* Records for this task *
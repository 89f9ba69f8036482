use std::sync::Arc;

use anyhow::Result;
use mcp_sdk::{tools::Tool, types::CallToolResponse};
use serde_json::{json, Value};
use tracing::{error, info};

use super::{error_response, text_response};
use crate::docs::{ComponentDocs, ComponentReference};

const TOOL_NAME: &str = "get_component_list";

/// Lists every component the documentation site links to.
pub struct ComponentListTool {
    docs: Arc<ComponentDocs>,
}

impl ComponentListTool {
    pub fn new(docs: Arc<ComponentDocs>) -> Self {
        Self { docs }
    }
}

/// One `- name (url)` line per component under a fixed banner.
pub fn format_component_list(components: &[ComponentReference]) -> String {
    let lines = components
        .iter()
        .map(|component| format!("- {} ({})", component.name, component.url))
        .collect::<Vec<_>>()
        .join("\n");
    format!("Available components:\n\n{lines}")
}

impl Tool for ComponentListTool {
    fn name(&self) -> String {
        TOOL_NAME.to_string()
    }

    fn description(&self) -> String {
        "List all components available in the component library documentation, \
        with a link to each component's page."
            .to_string()
    }

    fn input_schema(&self) -> Value {
        json!({
            "type": "object",
            "properties": {}
        })
    }

    fn call(&self, input: Option<Value>) -> Result<CallToolResponse> {
        let arguments = input.unwrap_or_default();
        info!(tool = TOOL_NAME, arguments = %arguments, "Tool called");

        let components = tokio::task::block_in_place(|| self.docs.list_components());

        Ok(match components {
            Ok(components) if components.is_empty() => text_response(
                "No components found. The documentation site structure may have changed.",
            ),
            Ok(components) => text_response(format_component_list(&components)),
            Err(e) => {
                error!(tool = TOOL_NAME, arguments = %arguments, error = %e, "Tool failed");
                error_response(format!("Error fetching component list: {e}"))
            }
        })
    }
}
use reqwest::{blocking::Client, StatusCode};
use tracing::{debug, error};

use super::error::{ScrapeError, ScrapeResult};

/// Trait for fetching HTML content from a URL
pub trait HtmlFetcher: Send + Sync {
    /// Fetches HTML content from a URL.
    ///
    /// Implementations must report a missing page as [`ScrapeError::NotFound`]
    /// so callers can tell it apart from other transport faults.
    fn fetch_html(&self, url: &str) -> ScrapeResult<String>;
}

/// Production implementation of HtmlFetcher backed by a blocking reqwest client
#[derive(Default)]
pub struct HttpHtmlFetcher {
    client: Client,
}

impl HttpHtmlFetcher {
    pub fn new() -> Self {
        Self {
            client: Client::new(),
        }
    }
}

impl HtmlFetcher for HttpHtmlFetcher {
    fn fetch_html(&self, url: &str) -> ScrapeResult<String> {
        debug!("Fetching HTML from URL: {}", url);
        let response = self
            .client
            .get(url)
            .send()
            .map_err(|source| ScrapeError::Transport {
                url: url.to_string(),
                source,
            })?;

        let status = response.status();
        debug!("Response status: {}", status);

        if matches!(status, StatusCode::NOT_FOUND | StatusCode::GONE) {
            debug!("Page does not exist: {}", url);
            return Err(ScrapeError::NotFound {
                url: url.to_string(),
            });
        }

        if !status.is_success() {
            error!("HTTP error response: {} for URL: {}", status, url);
            return Err(ScrapeError::Status {
                url: url.to_string(),
                status: status.as_u16(),
            });
        }

        let html = response.text().map_err(|source| ScrapeError::Transport {
            url: url.to_string(),
            source,
        })?;

        debug!("Successfully fetched HTML ({} bytes)", html.len());
        Ok(html)
    }
}

/// Serves HTML from a fixed set of URL suffixes. Anything else is a 404.
#[cfg(test)]
#[derive(Default)]
pub struct FixtureFetcher {
    pages: Vec<(String, Result<String, u16>)>,
}

#[cfg(test)]
impl FixtureFetcher {
    pub fn page(mut self, url_suffix: &str, html: &str) -> Self {
        self.pages.push((url_suffix.to_string(), Ok(html.to_string())));
        self
    }

    pub fn status(mut self, url_suffix: &str, status: u16) -> Self {
        self.pages.push((url_suffix.to_string(), Err(status)));
        self
    }
}

#[cfg(test)]
impl HtmlFetcher for FixtureFetcher {
    fn fetch_html(&self, url: &str) -> ScrapeResult<String> {
        debug!("FixtureFetcher: Fetching HTML from URL: {}", url);
        match self.pages.iter().find(|(suffix, _)| url.ends_with(suffix.as_str())) {
            Some((_, Ok(html))) => Ok(html.clone()),
            Some((_, Err(status))) => Err(ScrapeError::Status {
                url: url.to_string(),
                status: *status,
            }),
            None => Err(ScrapeError::NotFound {
                url: url.to_string(),
            }),
        }
    }
}
//! Fetching and extracting component documentation.

pub mod error;
pub mod fetch;
pub mod parse;

use serde::{Deserialize, Serialize};
use tracing::{debug, info};

use crate::config::{is_dot_segment, DocsConfig};
pub use error::{ScrapeError, ScrapeResult};
pub use fetch::{HtmlFetcher, HttpHtmlFetcher};

#[derive(Debug, Clone, PartialEq, Eq, Serialize, Deserialize)]
pub struct ComponentReference {
    pub name: String,
    pub url: String,
}

#[derive(Debug, Clone, PartialEq, Eq, Serialize, Deserialize)]
pub struct CodeExample {
    #[serde(skip_serializing_if = "Option::is_none")]
    pub title: Option<String>,
    pub code: String,
    pub language: String,
}

#[derive(Debug, Clone, PartialEq, Eq, Serialize, Deserialize)]
#[serde(rename_all = "camelCase")]
pub struct ApiProperty {
    pub name: String,
    #[serde(rename = "type")]
    pub type_name: String,
    #[serde(skip_serializing_if = "Option::is_none")]
    pub description: Option<String>,
    #[serde(skip_serializing_if = "Option::is_none")]
    pub default_value: Option<String>,
}

#[derive(Debug, Clone, PartialEq, Eq, Serialize, Deserialize)]
pub struct ApiEvent {
    pub name: String,
    #[serde(rename = "type")]
    pub type_name: String,
    #[serde(skip_serializing_if = "Option::is_none")]
    pub description: Option<String>,
}

/// Props and events documented for a component.
///
/// Never constructed with both lists empty: such a page is reported as having
/// no API documentation at all.
#[derive(Debug, Clone, PartialEq, Eq, Serialize, Deserialize)]
pub struct ComponentApi {
    pub props: Vec<ApiProperty>,
    pub events: Vec<ApiEvent>,
}

/// Entry point for the three documentation queries.
pub struct ComponentDocs {
    config: DocsConfig,
    html_fetcher: Box<dyn HtmlFetcher>,
}

impl ComponentDocs {
    pub fn new(config: DocsConfig, html_fetcher: Box<dyn HtmlFetcher>) -> Self {
        Self {
            config,
            html_fetcher,
        }
    }

    /// Uses the production HTTP fetcher.
    pub fn from_config(config: DocsConfig) -> Self {
        Self::new(config, Box::new(HttpHtmlFetcher::new()))
    }

    /// Lists every component linked from the introduction page.
    ///
    /// An empty list means the page loaded but its navigation no longer
    /// matches the expected markup.
    ///
    /// # Errors
    ///
    /// Any fetch fault, including a missing introduction page.
    pub fn list_components(&self) -> ScrapeResult<Vec<ComponentReference>> {
        let url = self
            .config
            .introduction_url()
            .map_err(|e| ScrapeError::InvalidUrl {
                url: self.config.docs_root().to_string(),
                message: e.to_string(),
            })?;
        info!("Listing components from {}", url);

        let html = self.html_fetcher.fetch_html(url.as_str())?;
        parse::parse_component_list(&html, &self.config)
    }

    /// Code examples from a component's page, in document order. A component
    /// without a page has no examples.
    ///
    /// # Errors
    ///
    /// Fetch faults other than a missing page.
    pub fn get_examples(&self, component: &str) -> ScrapeResult<Vec<CodeExample>> {
        match self.fetch_component_page(component)? {
            Some(html) => parse::parse_examples(&html),
            None => Ok(Vec::new()),
        }
    }

    /// Props and events tables from a component's page, or `None` when the
    /// page doesn't exist or documents neither.
    ///
    /// # Errors
    ///
    /// Fetch faults other than a missing page.
    pub fn get_api(&self, component: &str) -> ScrapeResult<Option<ComponentApi>> {
        match self.fetch_component_page(component)? {
            Some(html) => parse::parse_api(&html),
            None => Ok(None),
        }
    }

    /// Fetches `{docs_root}/components/{id}`, mapping a missing page to `None`.
    fn fetch_component_page(&self, component: &str) -> ScrapeResult<Option<String>> {
        let component_id = component.trim().to_lowercase();
        if is_dot_segment(&component_id) {
            info!("No documentation page for component '{}'", component);
            return Ok(None);
        }

        let url = self
            .config
            .component_url(&component_id)
            .map_err(|e| ScrapeError::InvalidUrl {
                url: component_id.clone(),
                message: e.to_string(),
            })?;
        debug!("Component '{}' resolves to {}", component, url);

        match self.html_fetcher.fetch_html(url.as_str()) {
            Ok(html) => Ok(Some(html)),
            Err(e) if e.is_not_found() => {
                info!("No documentation page for component '{}'", component);
                Ok(None)
            }
            Err(e) => Err(e),
        }
    }
}

impl Default for ComponentDocs {
    fn default() -> Self {
        Self::from_config(DocsConfig::default())
    }
}
#!/usr/bin/env cargo-script
//! ```cargo
//! [package]
//! edition = "2021"
//!
//! [dependencies]
//! serde = { version = "1.0", features = ["derive"] }
//! serde_json = "1.0"
//! ```

extern crate serde;
extern crate serde_json;

use serde_json::{json, Value};
use std::env;
use std::fs;
use std::path::PathBuf;
use std::process::Command;

const SERVER_NAME: &str = "component-docs-mcp";

fn main() -> Result<(), Box<dyn std::error::Error>> {
    println!("Building and installing MCP binary...");
    let status = Command::new("cargo")
        .args(["install", "--path", "component-docs-mcp"])
        .status()?;

    if !status.success() {
        return Err("Failed to install binary".into());
    }

    let home = PathBuf::from(env::var("HOME")?);
    let config_path = if cfg!(target_os = "macos") {
        home.join("Library")
            .join("Application Support")
            .join("Claude")
            .join("claude_desktop_config.json")
    } else if cfg!(target_os = "linux") {
        home.join(".config")
            .join("Claude")
            .join("claude_desktop_config.json")
    } else {
        return Err("Only macOS and Linux are supported".into());
    };

    println!("Config path: {}", config_path.display());

    let config_str = fs::read_to_string(&config_path).unwrap_or_else(|_| "{}".to_string());
    let mut config: Value = serde_json::from_str(&config_str)?;

    let binary_path = home.join(".cargo").join("bin").join(SERVER_NAME);
    println!("Setting binary path to: {}", binary_path.display());

    // Forward an origin override so the desktop host talks to the same site
    let mut server_env = serde_json::Map::new();
    for key in ["COMPONENT_DOCS_ORIGIN", "COMPONENT_DOCS_ROOT"] {
        if let Ok(value) = env::var(key) {
            server_env.insert(key.to_string(), json!(value));
        }
    }

    let mut new_value = json!({ "command": binary_path.display().to_string() });
    if !server_env.is_empty() {
        new_value["env"] = Value::Object(server_env);
    }

    let Value::Object(ref mut map) = config else {
        return Err("Existing config is not a JSON object".into());
    };
    let servers = map
        .entry("mcpServers")
        .or_insert_with(|| json!({}))
        .as_object_mut()
        .ok_or("mcpServers is not a JSON object")?;

    if servers.get(SERVER_NAME) == Some(&new_value) {
        println!("No changes needed to config file.");
    } else {
        servers.insert(SERVER_NAME.to_string(), new_value);
        let config_str = serde_json::to_string_pretty(&config)?;
        println!("Writing updated config:\n{}", config_str);
        if let Some(parent) = config_path.parent() {
            fs::create_dir_all(parent)?;
        }
        fs::write(&config_path, config_str)?;
        println!("Config file updated successfully.");
    }

    println!("Installation complete. Please restart Claude Desktop.");
    Ok(())
}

* Exercise objective *
Go through the entries and return each line where the word "home" appears.

* Problem solution *
    let home = PathBuf::from(env::var("HOME")?);
        home.join("Library")
        home.join(".config")
    let binary_path = home.join(".cargo").join("bin").join(SERVER_NAME);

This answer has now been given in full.